You have Spidey sense too — the feeling in your nose that's alarmingly like a squirming arachnid that foretells impending viral doom. Sometimes at this point, a quick visit to the gym can save you, but it's a depressingly small window to hit. Epic colds are stopped by nothing of course, so all you're left to do is to gather your Vicks about you and wait.
Apart from their frequency, it's the inevitability of a cold's run that's depressing. You can do what you like — vitamin C, echinacea, zinc, elves coated in honey mustard, cane toads … It doesn't matter, because once that nasal spider is installed, you're going to get the whole show. All 4, 8 or 14 days of it.
Mixed blessing
Being the last in the house to fall like a fly meant that I had the mixed blessing of knowing exactly what I was in for. This also made me a little competitive: "So how were you on day four? Was it this bad? Did you cough this much? Did you have a fever? I don't remember you having a fever, but I have one."
And since I had got the third generation — in a very general sense — of the virus we were nurturing under our roof, so I sometimes convinced myself I'd been infected by only the hardiest and most, well … virulent of this strain.
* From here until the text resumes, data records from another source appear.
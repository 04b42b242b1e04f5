// csvstrip-core/src/redacted_field.rs
//! The record handed to a sink, plus logging helpers that keep redacted
//! content out of debug logs unless explicitly allowed.

use lazy_static::lazy_static;
use log::debug;
use serde::{Serialize, Serializer};

lazy_static! {
    /// A static boolean that is initialized once to determine if PII is allowed in debug logs.
    static ref PII_DEBUG_ALLOWED: bool = {
        std::env::var("CSVSTRIP_ALLOW_DEBUG_PII")
            .map(|s| s.eq_ignore_ascii_case("true"))
            .unwrap_or(false)
    };
}

/// The content of the ignored field for one record, keyed by line.
#[derive(Debug, Clone, PartialEq, Eq, Serialize)]
pub struct RedactedField {
    pub line_number: u64,
    #[serde(serialize_with = "lossy_utf8")]
    pub content: Vec<u8>,
}

impl RedactedField {
    pub fn new(line_number: u64, content: Vec<u8>) -> Self {
        Self { line_number, content }
    }

    /// The content as text, with invalid UTF-8 replaced.
    pub fn text(&self) -> String {
        String::from_utf8_lossy(&self.content).into_owned()
    }
}

fn lossy_utf8<S: Serializer>(bytes: &[u8], serializer: S) -> Result<S::Ok, S::Error> {
    serializer.serialize_str(&String::from_utf8_lossy(bytes))
}

pub fn redact_sensitive(s: &str) -> String {
    const MAX_LEN: usize = 8;
    if s.len() <= MAX_LEN {
        "[REDACTED]".to_string()
    } else {
        format!("[REDACTED: {} chars]", s.len())
    }
}

fn get_loggable_content(sensitive_content: &str) -> String {
    if *PII_DEBUG_ALLOWED {
        sensitive_content.to_string()
    } else {
        redact_sensitive(sensitive_content)
    }
}

pub fn log_forwarded_field_debug(module_path: &str, field: &RedactedField) {
    debug!(
        "{} Forwarding redacted field for line {}: '{}'",
        module_path,
        field.line_number,
        get_loggable_content(&field.text())
    );
}

#[cfg(test)]
mod tests {
    use super::*;

    #[test]
    fn test_redact_sensitive_short_string() {
        assert_eq!(redact_sensitive("abc"), "[REDACTED]".to_string());
    }

    #[test]
    fn test_redact_sensitive_long_string() {
        assert_eq!(redact_sensitive("123456789"), "[REDACTED: 9 chars]".to_string());
    }

    #[test]
    fn test_serializes_content_as_text() {
        let field = RedactedField::new(3, b"SECRET".to_vec());
        let json = serde_json::to_string(&field).unwrap();
        assert_eq!(json, r#"{"line_number":3,"content":"SECRET"}"#);
    }

    #[test]
    fn test_text_replaces_invalid_utf8() {
        let field = RedactedField::new(1, vec![b'a', 0xFF]);
        assert_eq!(field.text(), "a\u{FFFD}");
    }
}
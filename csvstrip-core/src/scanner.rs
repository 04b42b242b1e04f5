// csvstrip-core/src/scanner.rs
//! The single-pass transcoder.
//!
//! A scan walks the input once, left to right. Each byte goes through the
//! quote tracker and escape table first; whatever survives is routed either
//! to the output or, while the scan sits in the ignored field, to a
//! per-record side buffer that is handed to a [`FieldSink`] when the record
//! ends. The only lookahead is a one-byte peek used to decide whether a quote
//! inside a quoted field closes it.
//!
//! License: MIT OR APACHE 2.0

use log::{debug, warn};
use serde::Serialize;

use crate::config::{SinkTrigger, TranscodeOptions};
use crate::escape::{self, DELIMITER, ESCAPE, QUOTE};
use crate::redacted_field::{log_forwarded_field_debug, RedactedField};
use crate::sink::FieldSink;

/// Position of the scan within the record structure.
#[derive(Debug, Clone, Copy, PartialEq, Eq)]
pub(crate) struct ScanState {
    pub in_quotes: bool,
    /// 1-based field within the current record.
    pub field: usize,
    /// 1-based record number.
    pub line: u64,
    /// 1-based byte position within the current record, for diagnostics.
    pub column: usize,
    /// Whether the current record has already been handed to the sink.
    forwarded: bool,
}

impl Default for ScanState {
    fn default() -> Self {
        Self {
            in_quotes: false,
            field: 1,
            line: 1,
            column: 0,
            forwarded: false,
        }
    }
}
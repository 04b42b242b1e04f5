// csvstrip-core/src/sinks/jsonl.rs
//! A sink that writes each redacted field as a line of JSON.

use anyhow::{Context, Result};
use std::io::Write;

use crate::redacted_field::RedactedField;
use crate::sink::FieldSink;

/// Writes `{"line_number":N,"content":"..."}` per forwarded field.
pub struct JsonLinesSink<W: Write> {
    writer: W,
    written: u64,
}

impl<W: Write> JsonLinesSink<W> {
    pub fn new(writer: W) -> Self {
        Self { writer, written: 0 }
    }

    pub fn written(&self) -> u64 {
        self.written
    }

    /// Flushes and returns the underlying writer.
    pub fn finish(mut self) -> Result<W> {
        self.writer.flush().context("Failed to flush redacted field output")?;
        Ok(self.writer)
    }
}

impl<W: Write> FieldSink for JsonLinesSink<W> {
    fn forward(&mut self, field: RedactedField) -> Result<()> {
        serde_json::to_writer(&mut self.writer, &field)
            .with_context(|| format!("Failed to serialize redacted field for line {}", field.line_number))?;
        self.writer.write_all(b"\n")?;
        self.written += 1;
        Ok(())
    }
}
I knew I was clutching though. I couldn't get away from the nagging feeling that I was the weakest of the three. "So I have a temperature, but you had the headaches. Which would you have chosen, the fever or the headaches? The fever, really? Good."
After a second or two. "But given that I'm coughing a little harder than you were, would you still think ... okay, okay, I'll shut up now."
And then the calculations started. For me, just as with my online (but not imaginary, I swear) cycling friends, any illness or injury becomes a count of the number of days off the bike, followed by predictions of when it is safe to get on. The thing is, a week off the bike results in a loss of maybe three times that. It'll take about a week to get back to a shaky normal and another two weeks to build up to where you had left off and continue building from there.
So the feeling of being an invalid is magnified. It is not just enough to be back on one's feet. No, recovery only counts when you are well enough to wheel that bicycle out and do an easy 20 kilometres. The precise moment this happens is contentious. My wife said it should be two weeks after my last day of fever. I say that two days is plenty, thank you.
Two colds, back-to-back
She shrugs in a steely manner and says: "When you're ill again, don't come running to me." The trouble is, she knows I will. Looking at her resignation, I sometimes think she'd rather have two colds back-to-back than have to deal with just one of mine.
Anyway, enough of that. Today was almost completely without fever and let's get back on the saddle by tomorrow.
I promise not to let you know how it turns out.
Gautam Raja is a journalist based in the US.